* _WORK INSTRUCTION_
From the records, return each line that has the word "returned" in it.

(Beginning of THE INPUT)

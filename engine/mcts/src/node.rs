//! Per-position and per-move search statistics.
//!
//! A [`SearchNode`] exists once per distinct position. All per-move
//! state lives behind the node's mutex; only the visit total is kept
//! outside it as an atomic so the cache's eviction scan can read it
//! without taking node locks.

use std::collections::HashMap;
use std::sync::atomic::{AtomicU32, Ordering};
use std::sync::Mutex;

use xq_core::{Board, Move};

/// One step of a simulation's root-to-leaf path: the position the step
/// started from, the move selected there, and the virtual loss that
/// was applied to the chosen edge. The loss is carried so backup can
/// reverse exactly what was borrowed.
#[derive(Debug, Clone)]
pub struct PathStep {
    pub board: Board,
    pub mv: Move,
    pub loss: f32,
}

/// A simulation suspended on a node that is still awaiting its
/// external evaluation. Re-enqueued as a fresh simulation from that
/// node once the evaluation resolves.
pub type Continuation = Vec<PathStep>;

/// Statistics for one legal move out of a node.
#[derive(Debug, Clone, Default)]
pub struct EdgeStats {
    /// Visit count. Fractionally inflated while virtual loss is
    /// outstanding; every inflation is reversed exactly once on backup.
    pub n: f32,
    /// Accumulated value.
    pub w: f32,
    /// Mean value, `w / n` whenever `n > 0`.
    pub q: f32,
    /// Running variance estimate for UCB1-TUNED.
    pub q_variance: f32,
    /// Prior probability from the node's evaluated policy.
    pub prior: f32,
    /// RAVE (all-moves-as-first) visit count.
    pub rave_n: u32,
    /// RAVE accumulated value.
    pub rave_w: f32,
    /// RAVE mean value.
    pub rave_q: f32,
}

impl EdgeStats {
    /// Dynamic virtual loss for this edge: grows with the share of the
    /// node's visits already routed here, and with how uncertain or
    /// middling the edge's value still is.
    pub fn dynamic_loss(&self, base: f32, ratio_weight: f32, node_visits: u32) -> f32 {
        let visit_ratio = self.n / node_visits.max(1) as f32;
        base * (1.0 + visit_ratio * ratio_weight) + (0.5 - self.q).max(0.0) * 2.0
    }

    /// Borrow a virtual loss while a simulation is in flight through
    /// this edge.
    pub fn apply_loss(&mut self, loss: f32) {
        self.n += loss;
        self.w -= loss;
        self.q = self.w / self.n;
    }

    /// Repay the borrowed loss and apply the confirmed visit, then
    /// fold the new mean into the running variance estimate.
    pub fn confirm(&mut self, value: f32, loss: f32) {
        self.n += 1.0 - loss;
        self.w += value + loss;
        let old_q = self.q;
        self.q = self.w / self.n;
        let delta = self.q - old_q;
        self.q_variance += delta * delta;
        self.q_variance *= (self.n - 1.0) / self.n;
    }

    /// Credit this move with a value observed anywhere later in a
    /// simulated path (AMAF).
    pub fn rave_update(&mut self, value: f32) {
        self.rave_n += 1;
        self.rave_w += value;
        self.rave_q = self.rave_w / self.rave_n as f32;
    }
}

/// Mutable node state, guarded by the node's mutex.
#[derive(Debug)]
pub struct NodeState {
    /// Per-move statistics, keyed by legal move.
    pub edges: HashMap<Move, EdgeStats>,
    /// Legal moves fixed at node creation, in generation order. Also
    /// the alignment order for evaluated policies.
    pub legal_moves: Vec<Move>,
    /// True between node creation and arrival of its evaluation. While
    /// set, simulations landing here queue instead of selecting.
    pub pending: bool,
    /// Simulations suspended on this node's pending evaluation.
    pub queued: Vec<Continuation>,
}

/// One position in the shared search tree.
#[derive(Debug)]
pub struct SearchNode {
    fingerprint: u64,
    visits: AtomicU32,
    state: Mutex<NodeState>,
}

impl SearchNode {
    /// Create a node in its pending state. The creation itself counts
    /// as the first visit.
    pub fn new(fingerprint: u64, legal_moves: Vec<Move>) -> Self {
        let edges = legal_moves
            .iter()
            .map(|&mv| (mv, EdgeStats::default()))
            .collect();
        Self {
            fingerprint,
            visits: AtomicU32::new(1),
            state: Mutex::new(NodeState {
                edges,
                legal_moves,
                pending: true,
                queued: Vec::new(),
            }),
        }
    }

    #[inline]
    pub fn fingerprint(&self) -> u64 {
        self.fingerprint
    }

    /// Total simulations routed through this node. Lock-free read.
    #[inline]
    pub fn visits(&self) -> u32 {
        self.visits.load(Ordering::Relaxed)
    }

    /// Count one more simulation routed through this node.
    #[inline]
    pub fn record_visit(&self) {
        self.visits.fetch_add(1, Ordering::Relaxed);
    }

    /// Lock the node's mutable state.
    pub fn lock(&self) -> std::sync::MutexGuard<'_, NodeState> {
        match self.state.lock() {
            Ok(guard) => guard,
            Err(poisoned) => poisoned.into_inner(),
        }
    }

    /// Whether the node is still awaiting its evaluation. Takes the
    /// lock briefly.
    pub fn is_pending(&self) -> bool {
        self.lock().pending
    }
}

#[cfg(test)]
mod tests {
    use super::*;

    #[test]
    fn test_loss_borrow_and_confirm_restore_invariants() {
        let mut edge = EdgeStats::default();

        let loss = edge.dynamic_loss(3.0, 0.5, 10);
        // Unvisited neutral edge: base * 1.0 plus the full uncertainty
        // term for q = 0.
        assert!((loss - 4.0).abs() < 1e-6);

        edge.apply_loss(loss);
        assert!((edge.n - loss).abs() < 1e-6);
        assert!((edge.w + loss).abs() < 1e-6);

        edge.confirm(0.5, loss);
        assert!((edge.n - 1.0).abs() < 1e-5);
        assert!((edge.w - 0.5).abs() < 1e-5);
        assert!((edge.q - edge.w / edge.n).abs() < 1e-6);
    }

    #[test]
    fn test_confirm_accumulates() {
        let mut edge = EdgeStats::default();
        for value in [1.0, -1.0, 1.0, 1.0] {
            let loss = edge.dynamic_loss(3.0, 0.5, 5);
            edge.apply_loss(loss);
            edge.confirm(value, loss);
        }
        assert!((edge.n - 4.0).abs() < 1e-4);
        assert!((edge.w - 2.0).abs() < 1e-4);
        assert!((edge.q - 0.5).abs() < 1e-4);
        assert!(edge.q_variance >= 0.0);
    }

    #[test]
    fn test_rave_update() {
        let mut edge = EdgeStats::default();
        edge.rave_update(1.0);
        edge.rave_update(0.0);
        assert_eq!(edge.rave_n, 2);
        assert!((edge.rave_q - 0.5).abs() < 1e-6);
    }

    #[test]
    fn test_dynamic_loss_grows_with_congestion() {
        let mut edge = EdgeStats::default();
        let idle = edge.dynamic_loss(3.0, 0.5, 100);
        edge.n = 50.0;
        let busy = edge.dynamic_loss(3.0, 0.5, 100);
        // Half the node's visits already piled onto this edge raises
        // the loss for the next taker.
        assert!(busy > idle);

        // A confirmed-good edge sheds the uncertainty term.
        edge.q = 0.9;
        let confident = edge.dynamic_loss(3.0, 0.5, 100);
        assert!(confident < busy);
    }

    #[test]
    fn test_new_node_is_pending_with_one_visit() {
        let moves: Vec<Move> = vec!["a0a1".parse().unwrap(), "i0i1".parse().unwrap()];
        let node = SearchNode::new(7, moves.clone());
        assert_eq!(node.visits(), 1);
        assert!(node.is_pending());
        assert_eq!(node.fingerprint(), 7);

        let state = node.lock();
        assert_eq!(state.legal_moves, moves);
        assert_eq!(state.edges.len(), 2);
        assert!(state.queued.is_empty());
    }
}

(End of THE INPUT)
(Beginning of THE INPUT)

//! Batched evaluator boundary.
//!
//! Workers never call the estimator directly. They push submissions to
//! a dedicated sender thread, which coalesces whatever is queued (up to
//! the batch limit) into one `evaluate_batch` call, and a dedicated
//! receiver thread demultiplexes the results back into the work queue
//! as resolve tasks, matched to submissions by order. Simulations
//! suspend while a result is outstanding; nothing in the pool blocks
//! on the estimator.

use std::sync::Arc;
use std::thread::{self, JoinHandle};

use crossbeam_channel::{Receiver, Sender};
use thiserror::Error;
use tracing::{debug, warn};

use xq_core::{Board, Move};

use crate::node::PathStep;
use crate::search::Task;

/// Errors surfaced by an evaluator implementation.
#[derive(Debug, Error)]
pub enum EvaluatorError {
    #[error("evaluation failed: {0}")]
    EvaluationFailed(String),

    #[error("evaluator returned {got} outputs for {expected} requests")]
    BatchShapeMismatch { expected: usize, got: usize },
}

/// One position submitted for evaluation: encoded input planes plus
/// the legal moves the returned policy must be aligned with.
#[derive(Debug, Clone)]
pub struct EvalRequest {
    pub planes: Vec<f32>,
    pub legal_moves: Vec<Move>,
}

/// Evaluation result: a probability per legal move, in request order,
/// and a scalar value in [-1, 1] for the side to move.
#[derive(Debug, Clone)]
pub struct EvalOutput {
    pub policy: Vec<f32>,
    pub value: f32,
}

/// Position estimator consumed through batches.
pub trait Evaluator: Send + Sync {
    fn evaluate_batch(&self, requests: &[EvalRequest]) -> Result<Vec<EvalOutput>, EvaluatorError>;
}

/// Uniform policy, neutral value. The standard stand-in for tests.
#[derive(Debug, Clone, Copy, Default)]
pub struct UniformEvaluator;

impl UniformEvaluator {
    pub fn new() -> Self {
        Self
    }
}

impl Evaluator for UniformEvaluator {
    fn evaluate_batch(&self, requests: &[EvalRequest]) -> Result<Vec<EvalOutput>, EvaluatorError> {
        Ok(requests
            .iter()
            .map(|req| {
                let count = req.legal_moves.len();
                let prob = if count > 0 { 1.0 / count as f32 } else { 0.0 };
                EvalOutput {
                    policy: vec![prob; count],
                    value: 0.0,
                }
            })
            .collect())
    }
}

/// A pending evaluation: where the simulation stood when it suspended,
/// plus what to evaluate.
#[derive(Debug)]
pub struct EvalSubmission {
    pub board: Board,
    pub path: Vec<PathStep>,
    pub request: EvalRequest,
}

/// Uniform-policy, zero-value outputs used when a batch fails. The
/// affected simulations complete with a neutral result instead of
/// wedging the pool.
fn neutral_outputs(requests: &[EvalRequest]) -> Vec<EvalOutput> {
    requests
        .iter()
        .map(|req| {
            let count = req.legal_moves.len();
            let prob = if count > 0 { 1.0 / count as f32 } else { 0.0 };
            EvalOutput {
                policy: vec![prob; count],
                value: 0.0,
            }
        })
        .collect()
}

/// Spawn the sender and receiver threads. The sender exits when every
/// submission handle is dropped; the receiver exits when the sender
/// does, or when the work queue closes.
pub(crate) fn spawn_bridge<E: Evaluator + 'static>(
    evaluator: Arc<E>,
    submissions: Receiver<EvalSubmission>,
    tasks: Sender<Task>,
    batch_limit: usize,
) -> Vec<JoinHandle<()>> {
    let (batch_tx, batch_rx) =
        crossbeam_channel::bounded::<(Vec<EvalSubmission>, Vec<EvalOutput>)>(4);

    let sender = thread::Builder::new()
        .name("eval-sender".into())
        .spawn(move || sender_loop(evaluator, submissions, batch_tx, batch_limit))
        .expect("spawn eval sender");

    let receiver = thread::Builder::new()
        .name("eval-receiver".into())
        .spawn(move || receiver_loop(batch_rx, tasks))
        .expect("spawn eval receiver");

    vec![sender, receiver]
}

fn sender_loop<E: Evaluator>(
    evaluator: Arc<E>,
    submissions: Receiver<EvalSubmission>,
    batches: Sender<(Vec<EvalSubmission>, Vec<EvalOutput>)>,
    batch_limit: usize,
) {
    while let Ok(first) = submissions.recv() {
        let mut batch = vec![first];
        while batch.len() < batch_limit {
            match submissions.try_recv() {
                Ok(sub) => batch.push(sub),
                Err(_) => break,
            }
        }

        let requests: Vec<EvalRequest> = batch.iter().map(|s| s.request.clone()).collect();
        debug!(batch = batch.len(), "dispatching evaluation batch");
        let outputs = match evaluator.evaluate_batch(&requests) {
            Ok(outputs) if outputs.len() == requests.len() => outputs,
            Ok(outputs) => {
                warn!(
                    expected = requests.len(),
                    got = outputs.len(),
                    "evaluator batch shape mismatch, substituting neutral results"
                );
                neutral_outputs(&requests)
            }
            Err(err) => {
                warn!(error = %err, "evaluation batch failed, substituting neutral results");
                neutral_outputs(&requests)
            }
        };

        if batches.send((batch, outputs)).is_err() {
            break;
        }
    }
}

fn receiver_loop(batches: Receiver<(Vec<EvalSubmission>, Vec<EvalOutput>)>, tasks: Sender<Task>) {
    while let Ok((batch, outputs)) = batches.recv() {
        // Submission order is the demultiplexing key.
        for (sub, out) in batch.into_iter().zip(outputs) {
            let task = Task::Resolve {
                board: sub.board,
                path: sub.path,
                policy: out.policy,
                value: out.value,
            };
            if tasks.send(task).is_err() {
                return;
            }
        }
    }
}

(End of THE INPUT)

* _EXERCISE ANSWER_
    #[error("evaluator returned {got} outputs for {expected} requests")]
/// the legal moves the returned policy must be aligned with.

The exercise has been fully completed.